_WHAT TO DO_
In the records below, find the line with "repository 5231f60599398f34" and the line with "use crate::error::InvocationError;"; return exactly those lines and every line between them.
*** Begin section ***
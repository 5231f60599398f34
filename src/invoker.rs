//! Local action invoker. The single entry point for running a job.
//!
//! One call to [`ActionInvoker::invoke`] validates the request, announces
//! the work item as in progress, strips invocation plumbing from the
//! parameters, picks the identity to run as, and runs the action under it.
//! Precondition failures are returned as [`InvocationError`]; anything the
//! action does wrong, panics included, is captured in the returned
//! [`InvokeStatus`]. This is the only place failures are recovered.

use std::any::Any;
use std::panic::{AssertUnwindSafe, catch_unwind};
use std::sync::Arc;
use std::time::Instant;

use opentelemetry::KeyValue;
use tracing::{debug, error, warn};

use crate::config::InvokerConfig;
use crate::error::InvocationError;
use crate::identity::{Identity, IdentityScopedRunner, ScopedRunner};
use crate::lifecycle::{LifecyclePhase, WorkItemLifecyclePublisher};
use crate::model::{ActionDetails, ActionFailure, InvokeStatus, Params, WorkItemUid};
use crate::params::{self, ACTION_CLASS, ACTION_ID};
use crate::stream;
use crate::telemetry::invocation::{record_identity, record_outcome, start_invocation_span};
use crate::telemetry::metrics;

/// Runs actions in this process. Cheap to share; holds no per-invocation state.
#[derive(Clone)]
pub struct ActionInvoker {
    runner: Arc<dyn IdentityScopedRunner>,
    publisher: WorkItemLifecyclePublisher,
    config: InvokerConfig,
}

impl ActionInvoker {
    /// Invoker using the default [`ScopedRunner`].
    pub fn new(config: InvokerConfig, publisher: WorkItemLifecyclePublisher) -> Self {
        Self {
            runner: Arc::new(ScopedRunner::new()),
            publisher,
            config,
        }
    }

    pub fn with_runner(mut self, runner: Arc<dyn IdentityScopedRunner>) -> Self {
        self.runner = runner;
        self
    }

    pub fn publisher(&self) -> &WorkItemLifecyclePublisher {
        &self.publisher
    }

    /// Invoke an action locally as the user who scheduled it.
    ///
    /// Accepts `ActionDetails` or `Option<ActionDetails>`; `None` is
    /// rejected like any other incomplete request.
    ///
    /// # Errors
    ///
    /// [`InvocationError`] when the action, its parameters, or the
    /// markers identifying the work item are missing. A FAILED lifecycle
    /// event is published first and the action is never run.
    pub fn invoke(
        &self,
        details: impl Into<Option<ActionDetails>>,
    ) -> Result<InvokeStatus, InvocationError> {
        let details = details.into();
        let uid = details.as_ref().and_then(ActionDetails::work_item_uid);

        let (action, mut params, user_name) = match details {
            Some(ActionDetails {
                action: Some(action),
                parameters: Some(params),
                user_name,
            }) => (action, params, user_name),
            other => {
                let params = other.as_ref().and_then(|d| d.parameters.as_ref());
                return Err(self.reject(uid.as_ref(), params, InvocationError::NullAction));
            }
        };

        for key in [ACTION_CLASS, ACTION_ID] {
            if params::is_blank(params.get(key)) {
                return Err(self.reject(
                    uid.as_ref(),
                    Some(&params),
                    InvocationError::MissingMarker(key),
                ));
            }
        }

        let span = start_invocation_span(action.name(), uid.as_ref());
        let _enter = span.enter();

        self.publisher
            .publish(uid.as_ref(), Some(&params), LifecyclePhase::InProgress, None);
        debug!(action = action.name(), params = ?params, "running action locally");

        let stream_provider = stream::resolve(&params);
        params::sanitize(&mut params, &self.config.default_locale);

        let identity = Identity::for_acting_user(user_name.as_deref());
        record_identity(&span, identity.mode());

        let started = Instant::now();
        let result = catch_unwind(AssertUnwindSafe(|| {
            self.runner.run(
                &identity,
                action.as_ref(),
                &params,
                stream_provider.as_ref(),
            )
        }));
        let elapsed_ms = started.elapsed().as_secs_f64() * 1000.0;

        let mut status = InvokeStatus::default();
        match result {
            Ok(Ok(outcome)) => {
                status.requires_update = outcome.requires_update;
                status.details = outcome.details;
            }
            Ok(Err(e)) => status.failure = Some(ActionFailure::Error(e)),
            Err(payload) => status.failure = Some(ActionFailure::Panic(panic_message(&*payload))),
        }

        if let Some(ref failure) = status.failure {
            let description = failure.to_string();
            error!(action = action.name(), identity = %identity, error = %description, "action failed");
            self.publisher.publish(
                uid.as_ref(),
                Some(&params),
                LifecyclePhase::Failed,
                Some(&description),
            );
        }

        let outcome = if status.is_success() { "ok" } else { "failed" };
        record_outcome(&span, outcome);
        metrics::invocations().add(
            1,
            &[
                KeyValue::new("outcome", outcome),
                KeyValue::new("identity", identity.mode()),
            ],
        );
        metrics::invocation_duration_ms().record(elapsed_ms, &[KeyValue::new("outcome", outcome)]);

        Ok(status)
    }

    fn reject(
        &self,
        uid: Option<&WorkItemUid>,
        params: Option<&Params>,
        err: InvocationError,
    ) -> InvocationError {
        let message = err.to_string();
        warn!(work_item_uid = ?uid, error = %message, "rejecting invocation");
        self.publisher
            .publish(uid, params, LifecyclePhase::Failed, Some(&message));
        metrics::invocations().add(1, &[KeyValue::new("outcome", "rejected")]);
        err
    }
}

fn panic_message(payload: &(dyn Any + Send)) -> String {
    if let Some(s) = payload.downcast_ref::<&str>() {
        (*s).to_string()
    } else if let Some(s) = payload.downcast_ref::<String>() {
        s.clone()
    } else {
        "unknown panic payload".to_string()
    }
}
*** End section ***
*** Begin section ***
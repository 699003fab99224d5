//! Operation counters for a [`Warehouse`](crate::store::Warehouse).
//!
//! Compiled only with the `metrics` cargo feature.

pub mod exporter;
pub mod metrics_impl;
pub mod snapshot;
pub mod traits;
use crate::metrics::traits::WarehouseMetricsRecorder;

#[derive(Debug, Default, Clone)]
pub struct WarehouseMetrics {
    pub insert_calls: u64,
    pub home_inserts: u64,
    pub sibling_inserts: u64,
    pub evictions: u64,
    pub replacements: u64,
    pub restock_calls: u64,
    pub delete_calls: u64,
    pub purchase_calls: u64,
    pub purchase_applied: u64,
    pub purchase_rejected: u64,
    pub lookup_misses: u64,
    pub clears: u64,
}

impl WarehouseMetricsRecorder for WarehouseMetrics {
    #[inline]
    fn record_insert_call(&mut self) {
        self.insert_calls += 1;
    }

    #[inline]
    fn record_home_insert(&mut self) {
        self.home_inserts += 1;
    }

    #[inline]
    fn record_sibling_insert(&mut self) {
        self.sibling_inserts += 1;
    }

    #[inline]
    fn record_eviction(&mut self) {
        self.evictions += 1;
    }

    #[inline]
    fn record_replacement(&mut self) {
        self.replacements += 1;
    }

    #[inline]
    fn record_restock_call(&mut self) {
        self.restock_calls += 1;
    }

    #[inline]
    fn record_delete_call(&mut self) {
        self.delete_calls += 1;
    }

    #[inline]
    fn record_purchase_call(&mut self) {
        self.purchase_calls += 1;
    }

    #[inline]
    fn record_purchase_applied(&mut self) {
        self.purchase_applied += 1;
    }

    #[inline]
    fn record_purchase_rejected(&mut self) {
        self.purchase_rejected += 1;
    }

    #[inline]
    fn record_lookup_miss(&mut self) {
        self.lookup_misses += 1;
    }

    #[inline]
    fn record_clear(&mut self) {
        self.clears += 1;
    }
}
*** End section ***
_EXERCISE SOLUTION_
repository 5231f60599398f34
filename src/invoker.rs
//! Local action invoker. The single entry point for running a job.
//!
//! One call to [`ActionInvoker::invoke`] validates the request, announces
//! the work item as in progress, strips invocation plumbing from the
//! parameters, picks the identity to run as, and runs the action under it.
//! Precondition failures are returned as [`InvocationError`]; anything the
//! action does wrong, panics included, is captured in the returned
//! [`InvokeStatus`]. This is the only place failures are recovered.

use std::any::Any;
use std::panic::{AssertUnwindSafe, catch_unwind};
use std::sync::Arc;
use std::time::Instant;

use opentelemetry::KeyValue;
use tracing::{debug, error, warn};

use crate::config::InvokerConfig;
use crate::error::InvocationError;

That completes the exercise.